Ghashmi Bin Talib<sup>1</sup> <u>ghbintalib06@cit.just.edu.jo</u> Abdoul Rjoub<sup>1</sup> <u>abdoul@just.edu.jo</u> Odysseas Koufopavlou<sup>2</sup> Odysseas@ece.upatras.gr

<sup>1</sup>Jordan University of Science and Technology Faculty of Computer and Information Technology Department of Computer Engineering Irbid 22110, P. O. Box 3030, Jordan <sup>2</sup>Patras University Department of Electrical & Computer Engineering VLSI Design Laboratory Rion 26610, Greece

Abstract—The total power consumed by computer system depends upon the efficiency of its bus architecture. So the designers have attempted to invent low power bus architecture. This paper describes and compares the features of different techniques for low power bus architectures. The current state of the art of bus architecture will be the focus of this paper, where solutions are discussed related to the amount of dissipated power. Also this paper points out the delay time of the studied architectures. We have simulated all buses circuits using three different predictive technology models (PTM) from Berkeley.

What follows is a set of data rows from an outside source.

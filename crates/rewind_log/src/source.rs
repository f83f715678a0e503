//! Read contracts for external event storage.
//!
//! Storage adapters implement these; the replay engine only ever reads
//! through them. Failures are surfaced unchanged and never retried here.

use crate::event::Event;
use crate::index::EventIndex;
use async_trait::async_trait;
use rewind_core::{CoreResult, Seq, StreamId};
use std::sync::Arc;

/// Source of events by sequence range
#[async_trait]
pub trait EventSource: Send + Sync {
    /// Events with `from_exclusive < seq <= to_inclusive`, in strictly
    /// increasing `seq` order with no gaps
    ///
    /// # Errors
    ///
    /// Returns `StreamNotFound` or `RangeUnavailable` when the range cannot
    /// be served
    async fn events_in_range(
        &self,
        stream: &StreamId,
        from_exclusive: Seq,
        to_inclusive: Seq,
    ) -> CoreResult<Vec<Event>>;
}

/// Source of a stream's sequence index
#[async_trait]
pub trait IndexSource: Send + Sync {
    /// Current index of `stream`
    ///
    /// # Errors
    ///
    /// Returns `StreamNotFound` if the stream is unknown
    async fn lookup_index(&self, stream: &StreamId) -> CoreResult<Arc<EventIndex>>;
}

#[async_trait]
impl<T: EventSource + ?Sized> EventSource for Arc<T> {
    async fn events_in_range(
        &self,
        stream: &StreamId,
        from_exclusive: Seq,
        to_inclusive: Seq,
    ) -> CoreResult<Vec<Event>> {
        (**self)
            .events_in_range(stream, from_exclusive, to_inclusive)
            .await
    }
}

#[async_trait]
impl<T: IndexSource + ?Sized> IndexSource for Arc<T> {
    async fn lookup_index(&self, stream: &StreamId) -> CoreResult<Arc<EventIndex>> {
        (**self).lookup_index(stream).await
    }
}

**Keywords:** Bus Architecture, Low Swing Voltage, Leakage Current, Nano-Technology, Power Dissipation.

## I. INTRODUCTION

THE revolution of portable devices and the growing complexity of the VLSI circuits make the power reduction one of the most important issues for computer system design. Different approaches and techniques are issued for power reduction in system design, either considering the circuit level or architecture level. Bus designs or long lines interconnections consume more than 45% from total power dissipation in system design [1]. Therefore, it is important issue for portable devices and handheld equipment to reduce the power dissipation in all components of the design in order to increase the life of battery, this problem will increase exponentially in the next decade when the number of transistors in on single chip will exceed hundred of millions on transistors using the nano-technology SPICE parameters [2]. In that case, the chip size and bus width will increase, and the total bus wiring capacitance will become considerably large, therefore, the power dissipation in the bus architectures will be the most significant portion in the chip design[3]. Various approaches and techniques to reduce power dissipation over bus designs are proposed and submitted. Some of the most efficient techniques of reducing the power dissipation are low swing voltage technique, multiple supply voltages, multiple threshold voltages and bus coding[2-4].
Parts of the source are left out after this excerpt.